Templin – Leipzig (19. bis 21. März 2018)

Ein herrlicher Tag. Sonnenschein pur. Das Frühstück, dass mir Frau Winter bereitet hat, ist wieder hervorragend. Sie hat mir so viel aufgetragen, dass ich mich nach ihrer ausdrücklichen Aufforderung mühelos für den ganzen Tag versorgen kann. Gegen 8:30 Uhr komme ich los. Es sind allerdings -6° und ich habe mich dick eingepackt. Dennoch habe ich den ganzen Tag nicht gefroren. Ich hatte also die richtigen Schalen angelegt. Von Templin bis Zehdenick führt ein wie immer in Brandenburg gut ausgebauter Radweg entlang der B 109. In Zehdenick mache ich einen Abstecher zum ehemaligen gleichnamigen Kloster, das aber schon seit dem 30jährigen Krieg weitgehend zerstört ist und in dessen nachträglich in die Ruinen gebauten Häuser nun einige kulturelle Einrichtungen der Region untergebracht sind. Die Route führt nun für etwa 10 Kilometer entlang des Voßkanals, der Parallel zur hier stark mäandrierenden Havel verläuft. Weiter geht es durch Liebenwalde und Bernöwe für etwa 10 Kilometer durch einen Auenwald in einiger Entfernung vom und schließlich unmittelbar am Oder-Havel-Kanal entlang nach Sachsenhausen und Oranienburg.

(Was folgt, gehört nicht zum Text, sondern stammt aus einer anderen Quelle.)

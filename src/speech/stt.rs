use async_trait::async_trait;
use reqwest::multipart::{Form, Part};
use serde::{Deserialize, Serialize};
use crate::speech::{check_status, SpeechError, Transcriber};

pub const DEFAULT_WHISPER_MODEL: &str = "whisper-1";
const AUDIO_EXTENSIONS: [&str; 7] = ["mp3", "wav", "m4a", "ogg", "webm", "flac", "aac"];

#[derive(Debug, Clone, Default)]
pub struct TranscribeRequest {
    pub audio: Vec<u8>,
    /// Upload name; only its extension is kept.
    pub filename: String,
    /// Language hint such as `"en"` or `"tl"`; auto-detected when `None`.
    pub language: Option<String>,
    /// Translate to English instead of transcribing.
    pub translate: bool,
}

#[derive(Debug, Clone, Default, PartialEq, Serialize, Deserialize)]
#[serde(default)]
pub struct Segment {
    pub start: f64,
    pub end: f64,
    pub text: String,
}

#[derive(Debug, Clone, Default, PartialEq, Serialize, Deserialize)]
pub struct Transcript {
    pub text: String,
    pub language: Option<String>,
    pub duration: f64,
    pub segments: Vec<Segment>,
}

/// `verbose_json` body of the OpenAI audio API.
#[derive(Debug, Default, Deserialize)]
struct VerboseJson {
    #[serde(default)]
    text: String,
    #[serde(default)]
    language: Option<String>,
    #[serde(default)]
    duration: Option<f64>,
    #[serde(default)]
    segments: Vec<Segment>,
}

impl From<VerboseJson> for Transcript {
    fn from(v: VerboseJson) -> Self {
        let segments: Vec<Segment> = v
            .segments
            .into_iter()
            .map(|s| Segment { text: s.text.trim().to_string(), ..s })
            .collect();
        let joined = segments
            .iter()
            .map(|s| s.text.as_str())
            .filter(|t| !t.is_empty())
            .collect::<Vec<_>>()
            .join(" ");
        let text = if joined.is_empty() { v.text.trim().to_string() } else { joined };
        let duration = v
            .duration
            .unwrap_or_else(|| segments.last().map(|s| s.end).unwrap_or_default());
        Self { text, language: v.language, duration, segments }
    }
}

/// Whisper served behind an OpenAI-compatible `/v1/audio/*` API
/// (faster-whisper-server, whisper.cpp server, OpenAI itself).
#[derive(Debug, Clone)]
pub struct WhisperHttp {
    client: reqwest::Client,
    base_url: String,
    model: String,
    api_key: Option<String>,
}

impl WhisperHttp {
    pub fn new(client: reqwest::Client, base_url: &str, model: &str, api_key: Option<String>) -> Self {
        Self {
            client,
            base_url: base_url.trim_end_matches('/').to_string(),
            model: model.to_string(),
            api_key,
        }
    }

    fn endpoint(&self, translate: bool) -> String {
        let task = if translate { "translations" } else { "transcriptions" };
        format!("{}/v1/audio/{}", self.base_url, task)
    }
}

#[async_trait]
impl Transcriber for WhisperHttp {
    async fn transcribe(&self, req: TranscribeRequest) -> Result<Transcript, SpeechError> {
        if req.audio.is_empty() {
            return Err(SpeechError::EmptyAudio);
        }
        let filename = upload_name(&req.filename);
        let part = Part::bytes(req.audio).file_name(filename);
        let mut form = Form::new()
            .part("file", part)
            .text("model", self.model.clone())
            .text("response_format", "verbose_json");
        if let Some(language) = req.language.filter(|l| !l.trim().is_empty()) {
            form = form.text("language", language);
        }

        let mut request = self.client.post(self.endpoint(req.translate)).multipart(form);
        if let Some(key) = &self.api_key {
            request = request.bearer_auth(key);
        }
        let resp = check_status(request.send().await?).await?;
        let body: VerboseJson = resp.json().await?;
        Ok(Transcript::from(body))
    }
}

/// `audio.<ext>` for a known audio extension of `hint`, else `audio.wav`.
pub fn upload_name(hint: &str) -> String {
    let hint = hint.to_lowercase();
    let ext = AUDIO_EXTENSIONS
        .iter()
        .find(|ext| hint.ends_with(&format!(".{ext}")))
        .copied()
        .unwrap_or("wav");
    format!("audio.{ext}")
}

Noch am Oder-Havel-Kanal lege ich meine Mittagspause ein und verzehre mit Genuss die beiden Brötchen, die mir Frau Winter zusätzlich heute sozusagen als Marschverpflegung hingelegt hatte. Dann mache ich einen Abstecher zu Schloss Oranienburg, das ich bisher noch nicht kannte und bestaune das großzügige und blütenweiße Ensemble, das wohl auf Louise Henriette von Oranien, der ersten Frau des Großen Kurfürsten und damit der Kurfürstin von Brandenburg zurückgeht. Weiter geht es dann über Birkenwerder, einer recht gesichtslosen Stadt, über Hohen Neuendorf bis Hennigsdorf. Von Hennigsdorf geht es bis nach Potsdam entlang des Mauerweges. Dabei führt der Weg in Hennigsdorf auch entlang des Werksgeländes von Bombardier und man kann sehr schön neue Züge für Bahngesellschaften verschiedener Länder sehen. Weiter geht es über Nieder-Neuendorf, was sich durch riesige Neubaugebiete mit Einfamilienhäusern auszeichnet. Dann geht es erst einmal durch den Spandauer Forst, in dem einige Hügel zu überwinden sind. Lediglich in Spandau wechselt die Route etwas nach Westen und verläuft abseits des Mauerweges entlang der Hauptmagistralen durch Spandau. Dabei kann man dann feststellen, dass Spandau von der Größe her fast eine eigenständige Großstadt sein könnte. Meine Strecke hatte eigentlich eine Planung von 106 Kilometern, aber dann stehe ich an einem Fähranleger in Sacrow und stelle fest, dass die Fähre erst im April wieder verkehrt. So lange möchte ich nun nicht warten und so korrespondiere ich mit meinem Navi, das sich aber nicht erfreut über meine Alternativbemühungen zeigt. Lange Rede kurzer Sinn, letztlich muss ich noch etwa 15 Kilometer nachradeln, bis ich nach 120 Kilometern schon im Dunkeln gegen 19 Uhr die Jugendherberge in Potsdam erreiche. Da Darius hier auch wieder übernachtet und ich mich nicht immer auf neue Menschen erheblich jüngeren Alters einstellen möchte, lasse ich mich bei ihm im Zimmer einquartieren. Da das Abendessen in der Jugendherberge nun auch schon beendet ist, marschiere ich erst einmal zu einem nahegelegenen Italiener und lasse mir dort eine Lasagne und einen Früchtetee schmecken. Die Nacht verläuft Gott sei Dank ruhiger als bei meinem letzten Aufenthalt vor einer Woche.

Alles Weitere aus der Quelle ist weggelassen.